Task description: Copy out the listing below, keeping every character as is.

Data provided:
========================
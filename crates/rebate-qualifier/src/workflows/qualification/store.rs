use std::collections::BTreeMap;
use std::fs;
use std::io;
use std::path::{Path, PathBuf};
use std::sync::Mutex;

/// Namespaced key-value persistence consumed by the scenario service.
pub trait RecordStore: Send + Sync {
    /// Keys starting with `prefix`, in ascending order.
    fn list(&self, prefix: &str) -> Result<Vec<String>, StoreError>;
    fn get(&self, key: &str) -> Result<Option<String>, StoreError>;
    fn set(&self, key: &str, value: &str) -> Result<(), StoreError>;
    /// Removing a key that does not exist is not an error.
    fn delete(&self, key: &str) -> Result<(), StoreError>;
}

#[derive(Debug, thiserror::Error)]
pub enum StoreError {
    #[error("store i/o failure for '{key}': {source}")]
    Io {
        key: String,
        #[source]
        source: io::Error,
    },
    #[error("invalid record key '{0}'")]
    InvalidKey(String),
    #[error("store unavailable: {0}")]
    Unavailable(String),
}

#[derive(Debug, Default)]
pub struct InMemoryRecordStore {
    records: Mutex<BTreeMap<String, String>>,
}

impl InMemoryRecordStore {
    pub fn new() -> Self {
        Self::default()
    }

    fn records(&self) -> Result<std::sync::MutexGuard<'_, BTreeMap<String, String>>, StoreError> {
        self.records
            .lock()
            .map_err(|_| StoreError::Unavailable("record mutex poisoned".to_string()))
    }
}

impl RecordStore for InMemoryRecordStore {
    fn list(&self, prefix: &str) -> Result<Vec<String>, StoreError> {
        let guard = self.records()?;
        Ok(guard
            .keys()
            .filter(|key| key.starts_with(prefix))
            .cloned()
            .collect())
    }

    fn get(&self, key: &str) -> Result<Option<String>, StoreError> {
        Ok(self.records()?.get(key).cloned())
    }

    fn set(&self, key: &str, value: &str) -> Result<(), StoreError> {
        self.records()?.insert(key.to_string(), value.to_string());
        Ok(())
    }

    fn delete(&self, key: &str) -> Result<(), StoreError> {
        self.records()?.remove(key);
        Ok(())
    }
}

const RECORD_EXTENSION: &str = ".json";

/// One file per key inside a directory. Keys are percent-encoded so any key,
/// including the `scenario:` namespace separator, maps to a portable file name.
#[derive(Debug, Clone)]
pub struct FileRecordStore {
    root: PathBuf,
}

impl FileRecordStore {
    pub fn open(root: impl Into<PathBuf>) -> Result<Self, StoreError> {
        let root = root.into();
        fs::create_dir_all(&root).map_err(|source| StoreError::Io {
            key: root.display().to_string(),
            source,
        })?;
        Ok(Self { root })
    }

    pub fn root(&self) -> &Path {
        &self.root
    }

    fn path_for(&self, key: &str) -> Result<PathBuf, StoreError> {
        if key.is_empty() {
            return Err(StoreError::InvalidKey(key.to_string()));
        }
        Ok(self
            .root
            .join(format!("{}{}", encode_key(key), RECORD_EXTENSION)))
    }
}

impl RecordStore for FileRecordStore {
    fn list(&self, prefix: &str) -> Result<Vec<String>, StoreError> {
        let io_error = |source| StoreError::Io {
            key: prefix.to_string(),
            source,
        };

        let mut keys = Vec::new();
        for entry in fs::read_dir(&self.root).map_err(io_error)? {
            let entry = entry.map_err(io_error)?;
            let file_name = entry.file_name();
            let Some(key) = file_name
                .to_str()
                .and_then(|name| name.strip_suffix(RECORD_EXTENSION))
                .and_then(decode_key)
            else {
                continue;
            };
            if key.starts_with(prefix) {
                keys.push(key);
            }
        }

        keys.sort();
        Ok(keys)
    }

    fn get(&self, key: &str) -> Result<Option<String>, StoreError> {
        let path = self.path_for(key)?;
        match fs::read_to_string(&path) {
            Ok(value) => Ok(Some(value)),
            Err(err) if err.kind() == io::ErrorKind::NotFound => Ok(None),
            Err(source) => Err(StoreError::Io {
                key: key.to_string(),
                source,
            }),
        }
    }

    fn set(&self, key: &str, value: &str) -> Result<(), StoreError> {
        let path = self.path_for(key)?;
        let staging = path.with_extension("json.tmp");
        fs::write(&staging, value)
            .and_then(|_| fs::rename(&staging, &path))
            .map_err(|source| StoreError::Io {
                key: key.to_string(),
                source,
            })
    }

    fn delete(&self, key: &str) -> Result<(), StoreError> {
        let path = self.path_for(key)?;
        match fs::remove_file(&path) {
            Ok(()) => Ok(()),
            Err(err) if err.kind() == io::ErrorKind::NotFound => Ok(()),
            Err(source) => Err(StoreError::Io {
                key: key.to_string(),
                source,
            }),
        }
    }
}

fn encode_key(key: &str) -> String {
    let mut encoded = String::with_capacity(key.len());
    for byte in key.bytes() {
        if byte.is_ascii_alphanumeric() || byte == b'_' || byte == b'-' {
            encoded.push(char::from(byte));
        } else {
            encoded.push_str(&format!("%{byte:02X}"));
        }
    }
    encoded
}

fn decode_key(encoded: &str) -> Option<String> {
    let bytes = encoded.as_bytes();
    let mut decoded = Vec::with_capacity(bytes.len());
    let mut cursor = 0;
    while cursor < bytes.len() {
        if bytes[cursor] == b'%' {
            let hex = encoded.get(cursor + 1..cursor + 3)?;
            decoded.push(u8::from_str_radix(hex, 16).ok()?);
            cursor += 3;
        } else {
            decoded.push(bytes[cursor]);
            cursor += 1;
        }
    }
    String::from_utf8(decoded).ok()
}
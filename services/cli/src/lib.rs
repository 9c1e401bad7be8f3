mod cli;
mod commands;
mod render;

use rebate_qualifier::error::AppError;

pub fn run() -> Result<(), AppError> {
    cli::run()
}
========================
Result of the task:
filename crates/rebate-qualifier/src/workflows/qualification/store.rs
use std::collections::BTreeMap;
use std::fs;
use std::io;
use std::path::{Path, PathBuf};
use std::sync::Mutex;

/// Namespaced key-value persistence consumed by the scenario service.
pub trait RecordStore: Send + Sync {
    /// Keys starting with `prefix`, in ascending order.
    fn list(&self, prefix: &str) -> Result<Vec<String>, StoreError>;
    fn get(&self, key: &str) -> Result<Option<String>, StoreError>;
    fn set(&self, key: &str, value: &str) -> Result<(), StoreError>;
    /// Removing a key that does not exist is not an error.
    fn delete(&self, key: &str) -> Result<(), StoreError>;
}

#[derive(Debug, thiserror::Error)]
pub enum StoreError {
    #[error("store i/o failure for '{key}': {source}")]
    Io {
        key: String,
        #[source]
        source: io::Error,
    },
    #[error("invalid record key '{0}'")]
    InvalidKey(String),
    #[error("store unavailable: {0}")]
    Unavailable(String),
}

#[derive(Debug, Default)]
pub struct InMemoryRecordStore {
    records: Mutex<BTreeMap<String, String>>,
}

impl InMemoryRecordStore {
    pub fn new() -> Self {
        Self::default()
    }

    fn records(&self) -> Result<std::sync::MutexGuard<'_, BTreeMap<String, String>>, StoreError> {
        self.records
            .lock()
            .map_err(|_| StoreError::Unavailable("record mutex poisoned".to_string()))
    }
}

impl RecordStore for InMemoryRecordStore {
    fn list(&self, prefix: &str) -> Result<Vec<String>, StoreError> {
        let guard = self.records()?;
        Ok(guard
            .keys()
            .filter(|key| key.starts_with(prefix))
            .cloned()
            .collect())
    }

    fn get(&self, key: &str) -> Result<Option<String>, StoreError> {
        Ok(self.records()?.get(key).cloned())
    }

    fn set(&self, key: &str, value: &str) -> Result<(), StoreError> {
        self.records()?.insert(key.to_string(), value.to_string());
        Ok(())
    }

    fn delete(&self, key: &str) -> Result<(), StoreError> {
        self.records()?.remove(key);
        Ok(())
    }
}

const RECORD_EXTENSION: &str = ".json";

/// One file per key inside a directory. Keys are percent-encoded so any key,
/// including the `scenario:` namespace separator, maps to a portable file name.
#[derive(Debug, Clone)]
pub struct FileRecordStore {
    root: PathBuf,
}

impl FileRecordStore {
    pub fn open(root: impl Into<PathBuf>) -> Result<Self, StoreError> {
        let root = root.into();
        fs::create_dir_all(&root).map_err(|source| StoreError::Io {
            key: root.display().to_string(),
            source,
        })?;
        Ok(Self { root })
    }

    pub fn root(&self) -> &Path {
        &self.root
    }

    fn path_for(&self, key: &str) -> Result<PathBuf, StoreError> {
        if key.is_empty() {
            return Err(StoreError::InvalidKey(key.to_string()));
        }
        Ok(self
            .root
            .join(format!("{}{}", encode_key(key), RECORD_EXTENSION)))
    }
}

impl RecordStore for FileRecordStore {
    fn list(&self, prefix: &str) -> Result<Vec<String>, StoreError> {
        let io_error = |source| StoreError::Io {
            key: prefix.to_string(),
            source,
        };

        let mut keys = Vec::new();
        for entry in fs::read_dir(&self.root).map_err(io_error)? {
            let entry = entry.map_err(io_error)?;
            let file_name = entry.file_name();
            let Some(key) = file_name
                .to_str()
                .and_then(|name| name.strip_suffix(RECORD_EXTENSION))
                .and_then(decode_key)
            else {
                continue;
            };
            if key.starts_with(prefix) {
                keys.push(key);
            }
        }

        keys.sort();
        Ok(keys)
    }

    fn get(&self, key: &str) -> Result<Option<String>, StoreError> {
        let path = self.path_for(key)?;
        match fs::read_to_string(&path) {
            Ok(value) => Ok(Some(value)),
            Err(err) if err.kind() == io::ErrorKind::NotFound => Ok(None),
            Err(source) => Err(StoreError::Io {
                key: key.to_string(),
                source,
            }),
        }
    }

    fn set(&self, key: &str, value: &str) -> Result<(), StoreError> {
        let path = self.path_for(key)?;
        let staging = path.with_extension("json.tmp");
        fs::write(&staging, value)
            .and_then(|_| fs::rename(&staging, &path))
            .map_err(|source| StoreError::Io {
                key: key.to_string(),
                source,
            })
    }

    fn delete(&self, key: &str) -> Result<(), StoreError> {
        let path = self.path_for(key)?;
        match fs::remove_file(&path) {
            Ok(()) => Ok(()),
            Err(err) if err.kind() == io::ErrorKind::NotFound => Ok(()),
            Err(source) => Err(StoreError::Io {
                key: key.to_string(),
                source,
            }),
        }
    }
}

fn encode_key(key: &str) -> String {
    let mut encoded = String::with_capacity(key.len());
    for byte in key.bytes() {
        if byte.is_ascii_alphanumeric() || byte == b'_' || byte == b'-' {
            encoded.push(char::from(byte));
        } else {
            encoded.push_str(&format!("%{byte:02X}"));
        }
    }
    encoded
}

fn decode_key(encoded: &str) -> Option<String> {
    let bytes = encoded.as_bytes();
    let mut decoded = Vec::with_capacity(bytes.len());
    let mut cursor = 0;
    while cursor < bytes.len() {
        if bytes[cursor] == b'%' {
            let hex = encoded.get(cursor + 1..cursor + 3)?;
            decoded.push(u8::from_str_radix(hex, 16).ok()?);
            cursor += 3;
        } else {
            decoded.push(bytes[cursor]);
            cursor += 1;
        }
    }
    String::from_utf8(decoded).ok()
}
filename services/cli/src/lib.rs
repository 9c1e401bad7be8f3
mod cli;
mod commands;
mod render;

use rebate_qualifier::error::AppError;

pub fn run() -> Result<(), AppError> {
    cli::run()
}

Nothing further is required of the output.